| What the task asks |
Select from the records below every line that has the word "FpsCounter" in it.

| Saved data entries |
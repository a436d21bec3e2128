//! The capture, classify and display loop.
//!
//! [`App`] owns the camera and the landmark source and renders everything the window shows into a
//! single canvas image. It does not know about the window itself; [`crate::gui`] drives it.

use std::panic::{catch_unwind, AssertUnwindSafe};

use embedded_graphics::mono_font::iso_8859_9::{FONT_10X20, FONT_9X18_BOLD};

use crate::classify::{Classification, Classifier, PoseLabel};
use crate::gallery::{Gallery, PANEL_COLOR};
use crate::image::{draw, Color, Image, Resolution};
use crate::landmark::{Detections, LandmarkSource};
use crate::overlay;
use crate::timer::{FpsCounter, Timer};
use crate::video::Camera;

/// Size of the window contents.
pub const CANVAS_RES: Resolution = Resolution::new(1165, 600);

const BACKGROUND_COLOR: Color = Color::from_rgb8(0x2b, 0x2b, 0x2b);
const BORDER_COLOR: Color = Color::from_rgb8(0x44, 0x44, 0x44);
const POSE_NAME_COLOR: Color = Color::from_rgb8(0x4c, 0xaf, 0x50);

const TITLE_Y: i32 = 35;
const POSE_NAME_Y: i32 = 560;

const CAMERA_PANEL: Panel = Panel {
    x: 15,
    y: 55,
    res: Resolution::RES_VGA,
    title: "Canlı Kamera",
};

const ILLUSTRATION_PANEL: Panel = Panel {
    x: 670,
    y: 55,
    res: Resolution::new(480, 480),
    title: "Maymun Pozu",
};

/// A titled, framed area of the canvas.
struct Panel {
    x: i32,
    y: i32,
    res: Resolution,
    title: &'static str,
}

impl Panel {
    fn center_x(&self) -> i32 {
        self.x + self.res.width() as i32 / 2
    }

    /// Draws the panel with `content` centered inside of it.
    fn draw(&self, canvas: &mut Image, content: Option<&Image>) {
        draw::text(canvas, self.center_x(), TITLE_Y, self.title)
            .color(Color::WHITE)
            .font(&FONT_9X18_BOLD);

        draw::rect(
            canvas,
            self.x - 2,
            self.y - 2,
            self.res.width() + 4,
            self.res.height() + 4,
        )
        .color(BORDER_COLOR)
        .fill(PANEL_COLOR)
        .stroke_width(2);

        if let Some(content) = content {
            let dx = (i64::from(self.res.width()) - i64::from(content.width())) / 2;
            let dy = (i64::from(self.res.height()) - i64::from(content.height())) / 2;
            canvas.blit_from(i64::from(self.x) + dx, i64::from(self.y) + dy, content);
        }
    }
}

/// Result of a successful [`App::tick`].
#[derive(Debug, Clone, Copy, PartialEq)]
pub struct TickOutcome {
    pub classification: Classification,
    /// Whether the label differs from the previous one (and the illustration was refreshed).
    pub changed: bool,
}

pub struct App {
    camera: Box<dyn Camera>,
    source: Box<dyn LandmarkSource>,
    classifier: Classifier,
    gallery: Gallery,
    current: PoseLabel,
    illustration: Image,
    camera_frame: Option<Image>,
    canvas: Image,
    released: bool,
    t_estimate: Timer,
    t_render: Timer,
    fps: FpsCounter,
}

impl App {
    pub fn new(
        camera: Box<dyn Camera>,
        source: Box<dyn LandmarkSource>,
        classifier: Classifier,
        gallery: Gallery,
    ) -> Self {
        let current = PoseLabel::default();
        let illustration = gallery.illustration(current, ILLUSTRATION_PANEL.res);
        let mut this = Self {
            camera,
            source,
            classifier,
            gallery,
            current,
            illustration,
            camera_frame: None,
            canvas: Image::filled(CANVAS_RES, BACKGROUND_COLOR),
            released: false,
            t_estimate: Timer::new("estimate"),
            t_render: Timer::new("render"),
            fps: FpsCounter::new("mimic"),
        };
        this.compose();
        this
    }

    /// Returns the label of the most recently classified frame.
    #[inline]
    pub fn current_pose(&self) -> PoseLabel {
        self.current
    }

    /// Returns the rendered window contents.
    #[inline]
    pub fn canvas(&self) -> &Image {
        &self.canvas
    }

    /// Captures, classifies and renders one frame.
    ///
    /// Returns [`None`] without changing anything if no frame could be read from the camera.
    pub fn tick(&mut self) -> Option<TickOutcome> {
        let mut frame = match self.camera.read() {
            Ok(frame) => frame,
            Err(e) => {
                log::debug!("skipping tick: {:#}", e);
                return None;
            }
        };
        frame.flip_horizontal_in_place();

        let detections = match self.t_estimate.time(|| self.source.detect(&frame)) {
            Ok(detections) => detections,
            Err(e) => {
                log::error!("landmark estimation failed: {:#}", e);
                Detections::none()
            }
        };

        let classification = self.classifier.classify(&detections);

        let camera_frame = self.t_render.time(|| {
            overlay::annotate(&mut frame, &detections, &classification);
            if frame.resolution() == CAMERA_PANEL.res {
                frame
            } else {
                frame.resized(CAMERA_PANEL.res)
            }
        });
        self.camera_frame = Some(camera_frame);

        let changed = classification.label != self.current;
        if changed {
            log::info!("pose changed: {} -> {}", self.current, classification.label);
            self.current = classification.label;
            self.illustration = self
                .gallery
                .illustration(self.current, ILLUSTRATION_PANEL.res);
        }
        self.compose();

        self.fps.tick_with(
            self.camera
                .timers()
                .into_iter()
                .chain(self.source.timers())
                .chain([&self.t_estimate, &self.t_render]),
        );

        Some(TickOutcome {
            classification,
            changed,
        })
    }

    fn compose(&mut self) {
        let canvas = &mut self.canvas;
        canvas.clear(BACKGROUND_COLOR);
        CAMERA_PANEL.draw(canvas, self.camera_frame.as_ref());
        ILLUSTRATION_PANEL.draw(canvas, Some(&self.illustration));
        draw::text(
            canvas,
            ILLUSTRATION_PANEL.center_x(),
            POSE_NAME_Y,
            self.current.display_name(),
        )
        .color(POSE_NAME_COLOR)
        .font(&FONT_10X20);
    }

    /// Releases the camera and the landmark source.
    ///
    /// Each resource is released even if releasing another one fails or panics. Calling this more
    /// than once has no effect.
    pub fn shutdown(&mut self) {
        if self.released {
            return;
        }
        self.released = true;

        log::info!("shutting down");
        release("camera", || self.camera.release());
        release("landmark estimators", || self.source.release());
    }
}

impl Drop for App {
    fn drop(&mut self) {
        self.shutdown();
    }
}

fn release(what: &str, f: impl FnOnce() -> anyhow::Result<()>) {
    match catch_unwind(AssertUnwindSafe(f)) {
        Ok(Ok(())) => log::debug!("released {}", what),
        Ok(Err(e)) => log::error!("failed to release {}: {:#}", what, e),
        // the panic hook has already printed the message
        Err(_payload) => log::error!("panic while releasing {}", what),
    }
}

#[cfg(test)]
mod tests {
    use std::{cell::Cell, rc::Rc};

    use super::*;
    use crate::face::{FaceLandmarks, LandmarkIdx as F};

    #[derive(Clone, Copy, PartialEq, Debug)]
    enum Release {
        Ok,
        Fail,
        Panic,
    }

    struct FakeCamera {
        working: Rc<Cell<bool>>,
        releases: Rc<Cell<u32>>,
        release: Release,
    }

    impl Camera for FakeCamera {
        fn read(&mut self) -> anyhow::Result<Image> {
            if !self.working.get() {
                anyhow::bail!("unplugged");
            }
            Ok(Image::filled(Resolution::RES_VGA, Color::from_rgb8(90, 90, 90)))
        }

        fn release(&mut self) -> anyhow::Result<()> {
            self.releases.set(self.releases.get() + 1);
            match self.release {
                Release::Ok => Ok(()),
                Release::Fail => anyhow::bail!("device busy"),
                Release::Panic => panic!("driver bug"),
            }
        }
    }

    /// Reports whatever detections are currently stored in `next`.
    struct FakeSource {
        next: Rc<Cell<Option<FaceLandmarks>>>,
        releases: Rc<Cell<u32>>,
    }

    impl LandmarkSource for FakeSource {
        fn detect(&mut self, _frame: &Image) -> anyhow::Result<Detections> {
            let face = self.next.take();
            self.next.set(face.clone());
            Ok(Detections {
                face,
                ..Detections::none()
            })
        }

        fn release(&mut self) -> anyhow::Result<()> {
            self.releases.set(self.releases.get() + 1);
            Ok(())
        }
    }

    struct Harness {
        app: App,
        camera_working: Rc<Cell<bool>>,
        camera_releases: Rc<Cell<u32>>,
        face: Rc<Cell<Option<FaceLandmarks>>>,
        source_releases: Rc<Cell<u32>>,
    }

    fn harness(release: Release) -> Harness {
        let camera_working = Rc::new(Cell::new(true));
        let camera_releases = Rc::new(Cell::new(0));
        let face = Rc::new(Cell::new(None));
        let source_releases = Rc::new(Cell::new(0));
        let app = App::new(
            Box::new(FakeCamera {
                working: camera_working.clone(),
                releases: camera_releases.clone(),
                release,
            }),
            Box::new(FakeSource {
                next: face.clone(),
                releases: source_releases.clone(),
            }),
            Classifier::default(),
            Gallery::default(),
        );
        Harness {
            app,
            camera_working,
            camera_releases,
            face,
            source_releases,
        }
    }

    fn open_mouth() -> FaceLandmarks {
        FaceLandmarks::new()
            .with(F::MouthCenter, 0.5, 0.5)
            .with(F::MouthTop, 0.5, 0.5)
            .with(F::MouthBottom, 0.5, 0.8)
            .with(F::Forehead, 0.5, 0.1)
            .with(F::Chin, 0.5, 0.9)
    }

    #[test]
    fn starts_with_default_pose() {
        let h = harness(Release::Ok);
        assert_eq!(h.app.current_pose(), PoseLabel::Default);
        assert_eq!(h.app.canvas().resolution(), CANVAS_RES);
    }

    #[test]
    fn failed_read_changes_nothing() {
        let mut h = harness(Release::Ok);
        h.face.set(Some(open_mouth()));
        h.camera_working.set(false);

        let before = h.app.canvas().data().to_vec();
        assert_eq!(h.app.tick(), None);
        assert_eq!(h.app.current_pose(), PoseLabel::Default);
        assert!(h.app.canvas().data() == &before[..]);
    }

    #[test]
    fn tick_renders_camera_frame() {
        let mut h = harness(Release::Ok);
        let before = h.app.canvas().data().to_vec();
        let outcome = h.app.tick().unwrap();
        assert_eq!(outcome.classification.label, PoseLabel::Default);
        assert!(!outcome.changed);
        assert!(h.app.canvas().data() != &before[..]);
    }

    #[test]
    fn label_change_refreshes_once() {
        let mut h = harness(Release::Ok);
        h.face.set(Some(open_mouth()));

        let changes = (0..3)
            .map(|_| h.app.tick().unwrap().changed)
            .collect::<Vec<_>>();
        assert_eq!(changes, [true, false, false]);
        assert_eq!(h.app.current_pose(), PoseLabel::Shocking);

        h.face.set(None);
        let outcome = h.app.tick().unwrap();
        assert!(outcome.changed);
        assert_eq!(outcome.classification.label, PoseLabel::Default);
    }

    #[test]
    fn shutdown_is_idempotent() {
        let mut h = harness(Release::Ok);
        h.app.shutdown();
        h.app.shutdown();
        drop(h.app);
        assert_eq!(h.camera_releases.get(), 1);
        assert_eq!(h.source_releases.get(), 1);
    }

    #[test]
    fn drop_releases() {
        let h = harness(Release::Ok);
        drop(h.app);
        assert_eq!(h.camera_releases.get(), 1);
        assert_eq!(h.source_releases.get(), 1);
    }

    #[test]
    fn shutdown_continues_after_failure() {
        for release in [Release::Fail, Release::Panic] {
            let mut h = harness(release);
            h.app.shutdown();
            assert_eq!(h.camera_releases.get(), 1, "{:?}", release);
            assert_eq!(h.source_releases.get(), 1, "{:?}", release);
        }
    }
}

| Answer area |
use crate::timer::{FpsCounter, Timer};
    fps: FpsCounter,
            fps: FpsCounter::new("mimic"),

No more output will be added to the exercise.